(Stored data)
-- -- --
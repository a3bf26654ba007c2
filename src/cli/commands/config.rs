use std::path::PathBuf;

use anyhow::{Context, Result};

use crate::cli::commands::Command;
use crate::config::CaptureGuideConfig;

pub struct ConfigCommand {
    pub config: CaptureGuideConfig,
    pub save: Option<PathBuf>,
}

impl ConfigCommand {
    pub fn new(config: CaptureGuideConfig) -> Self {
        Self { config, save: None }
    }

    pub fn with_save(mut self, save: Option<PathBuf>) -> Self {
        self.save = save;
        self
    }
}

impl Command for ConfigCommand {
    async fn execute(&self) -> Result<()> {
        let rendered = toml::to_string_pretty(&self.config)?;
        println!("{rendered}");

        if let Some(path) = &self.save {
            self.config
                .save_to_file(path)
                .with_context(|| format!("Failed to write {}", path.display()))?;
            println!("💾 Saved to {}", path.display());
        }
        Ok(())
    }
}
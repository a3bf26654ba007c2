//! Lot numbers embedded in kit barcodes.
//!
//! Kit QR codes carry comma-separated fields; the second field is the lot
//! number, whose last character is a check digit (see [`crate::checksum`]).

use std::sync::{Arc, Mutex};

use thiserror::Error;
use tracing::debug;

use crate::capture::traits::DecodeHandler;
use crate::capture::types::BarcodeScan;
use crate::checksum;

#[derive(Error, Debug, Clone, PartialEq, Eq)]
pub enum LotNumberError {
    #[error("payload has no lot number field")]
    MissingField,

    #[error("lot number '{0}' is too short")]
    TooShort(String),

    #[error("lot number '{0}' failed checksum validation")]
    BadChecksum(String),
}

/// Second comma-separated field of `payload`, when longer than one character
pub fn lot_number_from_payload(payload: &str) -> Option<&str> {
    payload.split(',').nth(1).filter(|lot| lot.len() > 1)
}

/// The lot itself when its check digit is valid or it is the override code
pub fn validate_lot_number(lot: &str) -> Option<&str> {
    checksum::validate(lot).then_some(lot)
}

/// Extract and validate in one step, with the reason on failure
pub fn parse_lot_number(payload: &str) -> Result<String, LotNumberError> {
    let field = payload
        .split(',')
        .nth(1)
        .ok_or(LotNumberError::MissingField)?;
    let lot = lot_number_from_payload(payload)
        .ok_or_else(|| LotNumberError::TooShort(field.to_string()))?;
    validate_lot_number(lot)
        .map(str::to_string)
        .ok_or_else(|| LotNumberError::BadChecksum(lot.to_string()))
}

/// Decode handler that accepts kit codes with a valid lot number and keeps
/// the last accepted lot for later steps
#[derive(Debug, Clone, Default)]
pub struct LotNumberScanner {
    slot: Arc<Mutex<Option<String>>>,
}

impl LotNumberScanner {
    pub fn new() -> Self {
        Self::default()
    }

    /// Shared view of the accepted lot number
    pub fn slot(&self) -> Arc<Mutex<Option<String>>> {
        Arc::clone(&self.slot)
    }

    pub fn lot_number(&self) -> Option<String> {
        match self.slot.lock() {
            Ok(guard) => guard.clone(),
            Err(poisoned) => poisoned.into_inner().clone(),
        }
    }
}

impl DecodeHandler for LotNumberScanner {
    fn on_decode(&mut self, scan: &BarcodeScan) -> bool {
        match parse_lot_number(&scan.data) {
            Ok(lot) => {
                debug!(lot = %lot, "Lot number accepted");
                let mut slot = match self.slot.lock() {
                    Ok(guard) => guard,
                    Err(poisoned) => poisoned.into_inner(),
                };
                *slot = Some(lot);
                true
            }
            Err(e) => {
                debug!(error = %e, "Scan rejected");
                false
            }
        }
    }
}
-- -- --
### Exercise aim:
Exact repetition of every record is required.

### Solution to the exercise:
repository a3bf26654ba007c2
filename src/cli/commands/config.rs
use std::path::PathBuf;

use anyhow::{Context, Result};

use crate::cli::commands::Command;
use crate::config::CaptureGuideConfig;

pub struct ConfigCommand {
    pub config: CaptureGuideConfig,
    pub save: Option<PathBuf>,
}

impl ConfigCommand {
    pub fn new(config: CaptureGuideConfig) -> Self {
        Self { config, save: None }
    }

    pub fn with_save(mut self, save: Option<PathBuf>) -> Self {
        self.save = save;
        self
    }
}

impl Command for ConfigCommand {
    async fn execute(&self) -> Result<()> {
        let rendered = toml::to_string_pretty(&self.config)?;
        println!("{rendered}");

        if let Some(path) = &self.save {
            self.config
                .save_to_file(path)
                .with_context(|| format!("Failed to write {}", path.display()))?;
            println!("💾 Saved to {}", path.display());
        }
        Ok(())
    }
}
repository a3bf26654ba007c2
//! Lot numbers embedded in kit barcodes.
//!
//! Kit QR codes carry comma-separated fields; the second field is the lot
//! number, whose last character is a check digit (see [`crate::checksum`]).

use std::sync::{Arc, Mutex};

use thiserror::Error;
use tracing::debug;

use crate::capture::traits::DecodeHandler;
use crate::capture::types::BarcodeScan;
use crate::checksum;

#[derive(Error, Debug, Clone, PartialEq, Eq)]
pub enum LotNumberError {
    #[error("payload has no lot number field")]
    MissingField,

    #[error("lot number '{0}' is too short")]
    TooShort(String),

    #[error("lot number '{0}' failed checksum validation")]
    BadChecksum(String),
}

/// Second comma-separated field of `payload`, when longer than one character
pub fn lot_number_from_payload(payload: &str) -> Option<&str> {
    payload.split(',').nth(1).filter(|lot| lot.len() > 1)
}

/// The lot itself when its check digit is valid or it is the override code
pub fn validate_lot_number(lot: &str) -> Option<&str> {
    checksum::validate(lot).then_some(lot)
}

/// Extract and validate in one step, with the reason on failure
pub fn parse_lot_number(payload: &str) -> Result<String, LotNumberError> {
    let field = payload
        .split(',')
        .nth(1)
        .ok_or(LotNumberError::MissingField)?;
    let lot = lot_number_from_payload(payload)
        .ok_or_else(|| LotNumberError::TooShort(field.to_string()))?;
    validate_lot_number(lot)
        .map(str::to_string)
        .ok_or_else(|| LotNumberError::BadChecksum(lot.to_string()))
}

/// Decode handler that accepts kit codes with a valid lot number and keeps
/// the last accepted lot for later steps
#[derive(Debug, Clone, Default)]
pub struct LotNumberScanner {
    slot: Arc<Mutex<Option<String>>>,
}

impl LotNumberScanner {
    pub fn new() -> Self {
        Self::default()
    }

    /// Shared view of the accepted lot number
    pub fn slot(&self) -> Arc<Mutex<Option<String>>> {
        Arc::clone(&self.slot)
    }

    pub fn lot_number(&self) -> Option<String> {
        match self.slot.lock() {
            Ok(guard) => guard.clone(),
            Err(poisoned) => poisoned.into_inner().clone(),
        }
    }
}

impl DecodeHandler for LotNumberScanner {
    fn on_decode(&mut self, scan: &BarcodeScan) -> bool {
        match parse_lot_number(&scan.data) {
            Ok(lot) => {
                debug!(lot = %lot, "Lot number accepted");
                let mut slot = match self.slot.lock() {
                    Ok(guard) => guard,
                    Err(poisoned) => poisoned.into_inner(),
                };
                *slot = Some(lot);
                true
            }
            Err(e) => {
                debug!(error = %e, "Scan rejected");
                false
            }
        }
    }
}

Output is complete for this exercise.